WORK INSTRUCTIONS: What you return should be the lines of the data containing "instance", each in full.

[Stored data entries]
Segment Open

impl Grammar {
    /// Parses a line-oriented BNF source. `#`-prefixed lines and blank lines
    /// are skipped. The first rule defines the start symbol. A duplicate rule
    /// for an already-defined non-terminal is ignored with a warning.
    pub fn parse(source: &str, indent_aware: bool) -> Result<Grammar> {
        let mut ordered_non_terminals: Vec<String> = Vec::new();
        let mut index_of: HashMap<String, usize> = HashMap::new();
        let mut productions: Vec<Vec<Alternative>> = Vec::new();

        for line in source.lines() {
            if line.starts_with('#') || line.trim().is_empty() {
                continue;
            }
            let (left, right) = line.split_once(RULE_SEPARATOR).ok_or_else(|| {
                GramevoError::GrammarFormat(format!("missing rule separator: {line:?}"))
            })?;
            let left = left.trim();
            if !is_single_non_terminal(left) {
                return Err(GramevoError::GrammarFormat(format!(
                    "left side is not a single non-terminal: {left:?}"
                )));
            }
            if index_of.contains_key(left) {
                log::warn!("duplicate rule for {left} ignored");
                continue;
            }

            let alternatives: Vec<Alternative> = right
                .split(ALTERNATIVE_SEPARATOR)
                .map(|alt| tokenize_alternative(alt.trim()))
                .collect();

            index_of.insert(left.to_string(), ordered_non_terminals.len());
            ordered_non_terminals.push(left.to_string());
            productions.push(alternatives);
        }

        if productions.is_empty() {
            return Err(GramevoError::GrammarFormat(
                "grammar source contains no rules".to_string(),
            ));
        }

        let non_recursive = compute_non_recursive(&ordered_non_terminals, &productions);
        let shortest = compute_shortest(&index_of, &productions);

        Ok(Grammar {
            ordered_non_terminals,
            index_of,
            productions,
            non_recursive,
            shortest,
            start: 0,
            indent_aware,
        })
    }

    /// Reads a grammar file. A `.pybnf` extension flags the grammar as
    /// producing indentation-significant text.
    pub fn load(path: impl AsRef<Path>) -> Result<Grammar> {
        let path = path.as_ref();
        let indent_aware = path
            .extension()
            .is_some_and(|ext| ext.eq_ignore_ascii_case("pybnf"));
        let source = std::fs::read_to_string(path)?;
        log::debug!("loaded grammar from {} (indent_aware: {indent_aware})", path.display());
        Self::parse(&source, indent_aware)
    }

    /// Chromosome index of the axiom (the first rule in the source).
    pub fn start_index(&self) -> usize {
        self.start
    }

    pub fn non_terminal_count(&self) -> usize {
        self.ordered_non_terminals.len()
    }

    /// Non-terminal names in first-appearance order; position is chromosome index.
    pub fn ordered_non_terminals(&self) -> &[String] {
        &self.ordered_non_terminals
    }

    pub fn index_of(&self, non_terminal: &str) -> Option<usize> {
        self.index_of.get(non_terminal).copied()
    }

    pub fn name(&self, index: usize) -> &str {
        &self.ordered_non_terminals[index]
    }

    pub fn alternatives(&self, index: usize) -> &[Alternative] {
        &self.productions[index]
    }

    pub fn alternative_count(&self, index: usize) -> usize {
        self.productions[index].len()
    }

    /// Alternative indices containing no direct self-reference. A one-level
    /// check only: it does not chase recursion through other non-terminals.
    pub fn non_recursive_alternatives(&self, index: usize) -> &[usize] {
        &self.non_recursive[index]
    }

    /// Alternative indices minimizing the derivation depth needed to reach a
    /// fully terminal expansion. Empty only when no alternative terminates.
    pub fn shortest_alternatives(&self, index: usize) -> &[usize] {
        &self.shortest[index]
    }

    pub fn indent_aware(&self) -> bool {
        self.indent_aware
    }

    /// Applies the indentation formatter when the grammar opts into it,
    /// otherwise returns the raw derivation text unchanged.
    pub fn format_phenotype(&self, raw: String) -> String {
        if self.indent_aware {
            formatter::apply(&raw)
        } else {
            raw
        }
    }
}
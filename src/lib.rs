//! Structured grammatical evolution.
//!
//! Populations of integer-vector genotypes are deterministically decoded
//! through a context-free grammar into program-text phenotypes, scored by an
//! external fitness function, and selected/recombined/mutated across
//! generations. The encoding is structured: each grammar non-terminal owns
//! one growable codon chromosome, and a depth-bounded mapper grows
//! chromosomes lazily instead of wrapping a flat genome.

pub mod config;
pub mod engine;
pub mod error;
pub mod grammar;

pub use config::{AppConfig, ConfigManager, EvolutionConfig, GrammarConfig};
pub use engine::{
    DepthLimitPolicy, DerivationMapper, Evaluation, EvolutionEngine, FitnessEvaluator, Genotype,
    Individual, LogProgress, ProgressCallback, INVALID_FITNESS,
};
pub use error::{GramevoError, Result};
pub use grammar::Grammar;
impl ElementBuilder {
    pub fn attr(mut self, name: &str, value: impl Into<PropValue>) -> Self {
        self.props.attrs.insert(Rc::from(name), value.into());
        self
    }

    pub fn style(mut self, property: &str, value: &str) -> Self {
        self.styles.insert(Rc::from(property), Rc::from(value));
        self
    }

    pub fn on(mut self, event: &str, f: impl Fn(&Event) + 'static) -> Self {
        self.props = self.props.on(event, f);
        self
    }

    pub fn on_capture(mut self, event: &str, f: impl Fn(&Event) + 'static) -> Self {
        self.props = self.props.handler(event, EventHandler::capture(f));
        self
    }

    pub fn handler(mut self, event: &str, handler: EventHandler) -> Self {
        self.props = self.props.handler(event, handler);
        self
    }

    pub fn namespace(mut self, namespace: &str) -> Self {
        self.props.namespace = Some(Rc::from(namespace));
        self
    }

    pub fn key(mut self, key: impl Hash) -> Self {
        self.key = Some(key_of(&key));
        self
    }

    pub fn node_ref(mut self, node_ref: Ref) -> Self {
        self.node_ref = Some(node_ref);
        self
    }

    pub fn child(mut self, child: impl Into<VNode>) -> Self {
        self.props.children.push(Some(child.into()));
        self
    }

    pub fn maybe_child(mut self, child: Option<impl Into<VNode>>) -> Self {
        self.props.children.push(child.map(Into::into));
        self
    }

    pub fn hole(mut self) -> Self {
        self.props.children.push(None);
        self
    }

    pub fn children(mut self, children: impl IntoIterator<Item = VNode>) -> Self {
        self.props.children.extend(children.into_iter().map(Some));
        self
    }

    pub fn build(mut self) -> VNode {
        if !self.styles.is_empty() {
            self.props
                .attrs
                .insert(Rc::from("style"), PropValue::Style(Rc::new(self.styles)));
        }
        let mut node = VNode::new(NodeKind::HostTag(self.tag), self.props);
        node.key = self.key;
        node.node_ref = self.node_ref;
        node
    }
}

impl From<ElementBuilder> for VNode {
    fn from(builder: ElementBuilder) -> Self {
        builder.build()
    }
}

/// Instrumentation callbacks invoked synchronously at their named
/// points. Every method has a no-op default.
pub trait Extensions {
    fn before_diff(&self, _node: &VNode) {}
    fn before_render(&self, _node: &VNode) {}
    fn after_diff(&self, _node: &VNode) {}
    fn before_commit(&self, _node: &VNode) {}
    fn after_unmount(&self, _node: &VNode) {}
}

#[derive(Default)]
pub struct NoopExtensions;

impl Extensions for NoopExtensions {}

/// One entry of the live tree: the description plus engine-owned
/// linkage, addressed by index.
pub(crate) struct TreeNode {
    pub(crate) vnode: VNode,
    pub(crate) parent: Option<VNodeId>,
    pub(crate) depth: u32,
    pub(crate) children: Vec<Option<VNodeId>>,
    pub(crate) host: Option<HostId>,
    pub(crate) instance: Option<ComponentHandle>,
    /// Mutable copy of the description's stamp; zeroed when an error
    /// was caught at this node so the subtree never fast-path matches.
    pub(crate) stamp: Stamp,
    pub(crate) namespace: Option<Rc<str>>,
}

impl TreeNode {
    pub(crate) fn new(vnode: VNode, parent: Option<VNodeId>, depth: u32) -> Self {
        let stamp = vnode.stamp;
        Self {
            vnode,
            parent,
            depth,
            children: Vec::new(),
            host: None,
            instance: None,
            stamp,
            namespace: None,
        }
    }
}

Segment Closed

PROBLEM SOLUTION:
    pub(crate) instance: Option<ComponentHandle>,
            instance: None,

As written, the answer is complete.